TASK INSTRUCTIONS => Go through the entries below and print, exactly, the lines starting at the one with "once per frame." and ending at the one with "#[derive(Debug, Clone, Copy, PartialEq, Eq)]", keeping both ends and no others.

DATASET CONTENT =>
━━━━━━

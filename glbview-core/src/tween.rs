/// Time-bounded interpolation advanced once per frame.
///
/// Times are milliseconds on whatever monotonic clock the host uses for both
/// input events and frame callbacks.
use nalgebra::Point3;

/// Maps normalized elapsed time in [0, 1] to normalized progress
#[derive(Debug, Clone, Copy, PartialEq, Eq)]
pub enum Easing {
    QuadraticOut,
}

impl Easing {
    pub fn apply(self, k: f64) -> f64 {
        match self {
            Easing::QuadraticOut => k * (2.0 - k),
        }
    }
}

/// Values a tween can drive
pub trait Interpolate: Copy {
    fn lerp(&self, to: &Self, t: f32) -> Self;
}

impl Interpolate for Point3<f32> {
    fn lerp(&self, to: &Self, t: f32) -> Self {
        self + (to - self) * t
    }
}

/// Outcome of sampling a tween at a point in time
#[derive(Debug, Clone, Copy, PartialEq)]
pub enum Sample<T> {
    /// Start time not reached yet
    Pending,
    Running(T),
    /// Final value; the tween is done after this sample
    Complete(T),
}

#[derive(Debug, Clone)]
pub struct Tween<T> {
    from: T,
    to: T,
    start_ms: f64,
    duration_ms: f64,
    easing: Easing,
}

impl<T: Interpolate> Tween<T> {
    pub fn new(from: T, to: T, duration_ms: f64, easing: Easing, start_ms: f64) -> Self {
        Self {
            from,
            to,
            start_ms,
            duration_ms: duration_ms.max(0.0),
            easing,
        }
    }

    pub fn target(&self) -> T {
        self.to
    }

    pub fn sample(&self, now_ms: f64) -> Sample<T> {
        if now_ms < self.start_ms {
            return Sample::Pending;
        }
        let elapsed = if self.duration_ms == 0.0 {
            1.0
        } else {
            ((now_ms - self.start_ms) / self.duration_ms).min(1.0)
        };
        let value = self.from.lerp(&self.to, self.easing.apply(elapsed) as f32);
        if elapsed >= 1.0 {
            Sample::Complete(self.to)
        } else {
            Sample::Running(value)
        }
    }
}

/// Holds at most one tween for a single subject.
///
/// Starting a new tween replaces the running one, so overlapping interactions
/// never write the same value twice in a frame. `M` is per-tween metadata the
/// owner wants back on every step.
#[derive(Debug, Clone)]
pub struct TransitionSlot<T, M = ()> {
    active: Option<(Tween<T>, M)>,
}

impl<T: Interpolate, M: Copy> TransitionSlot<T, M> {
    pub fn new() -> Self {
        Self { active: None }
    }

    /// Install a tween, returning true when it replaced a running one
    pub fn start(&mut self, tween: Tween<T>, meta: M) -> bool {
        self.active.replace((tween, meta)).is_some()
    }

    pub fn target(&self) -> Option<T> {
        self.active.as_ref().map(|(tween, _)| tween.target())
    }

    /// Sample the active tween, clearing the slot once it completes
    pub fn advance(&mut self, now_ms: f64) -> Option<(T, M)> {
        let (tween, meta) = self.active.as_ref()?;
        let meta = *meta;
        match tween.sample(now_ms) {
            Sample::Pending => None,
            Sample::Running(value) => Some((value, meta)),
            Sample::Complete(value) => {
                self.active = None;
                Some((value, meta))
            }
        }
    }
}

impl<T: Interpolate, M: Copy> Default for TransitionSlot<T, M> {
    fn default() -> Self {
        Self::new()
    }
}

#[cfg(test)]
mod tests {
    use super::*;

    impl Interpolate for f32 {
        fn lerp(&self, to: &Self, t: f32) -> Self {
            self + (to - self) * t
        }
    }

    #[test]
    fn test_easing_endpoints() {
        let easing = Easing::QuadraticOut;
        assert!(easing.apply(0.0).abs() < 1e-12);
        assert!((easing.apply(1.0) - 1.0).abs() < 1e-12);
        assert!((easing.apply(0.5) - 0.75).abs() < 1e-12);
    }

    #[test]
    fn test_tween_sampling() {
        let tween = Tween::new(0.0f32, 10.0, 100.0, Easing::QuadraticOut, 1000.0);
        assert_eq!(tween.sample(999.0), Sample::Pending);
        assert_eq!(tween.sample(1000.0), Sample::Running(0.0));
        assert_eq!(tween.sample(1050.0), Sample::Running(7.5));
        assert_eq!(tween.sample(1100.0), Sample::Complete(10.0));
        assert_eq!(tween.sample(5000.0), Sample::Complete(10.0));
    }

    #[test]
    fn test_zero_duration_completes_immediately() {
        let tween = Tween::new(1.0f32, 2.0, 0.0, Easing::QuadraticOut, 0.0);
        assert_eq!(tween.sample(0.0), Sample::Complete(2.0));
    }

    #[test]
    fn test_slot_clears_after_completion() {
        let mut slot: TransitionSlot<f32> = TransitionSlot::new();
        assert!(slot.advance(0.0).is_none());

        slot.start(Tween::new(0.0, 1.0, 10.0, Easing::QuadraticOut, 0.0), ());
        assert_eq!(slot.target(), Some(1.0));
        assert_eq!(slot.advance(5.0), Some((0.75, ())));
        assert_eq!(slot.advance(10.0), Some((1.0, ())));
        assert_eq!(slot.target(), None);
        assert!(slot.advance(20.0).is_none());
    }

    #[test]
    fn test_slot_replaces_running_tween() {
        let mut slot = TransitionSlot::new();
        assert!(!slot.start(Tween::new(0.0f32, 1.0, 100.0, Easing::QuadraticOut, 0.0), 1u8));
        assert!(slot.start(Tween::new(0.0f32, -1.0, 100.0, Easing::QuadraticOut, 0.0), 2u8));
        assert_eq!(slot.target(), Some(-1.0));
        assert_eq!(slot.advance(50.0), Some((-0.75, 2)));
    }

    #[test]
    fn test_point_interpolation() {
        let a = Point3::new(0.0f32, 0.0, 5.0);
        let b = Point3::new(0.0f32, 0.0, 5.5);
        let mid = a.lerp(&b, 0.5);
        assert!((mid.z - 5.25).abs() < 1e-6);
    }
}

━━━━━━

FINAL ANSWER =>
/// Time-bounded interpolation advanced once per frame.
///
/// Times are milliseconds on whatever monotonic clock the host uses for both
/// input events and frame callbacks.
use nalgebra::Point3;

/// Maps normalized elapsed time in [0, 1] to normalized progress
#[derive(Debug, Clone, Copy, PartialEq, Eq)]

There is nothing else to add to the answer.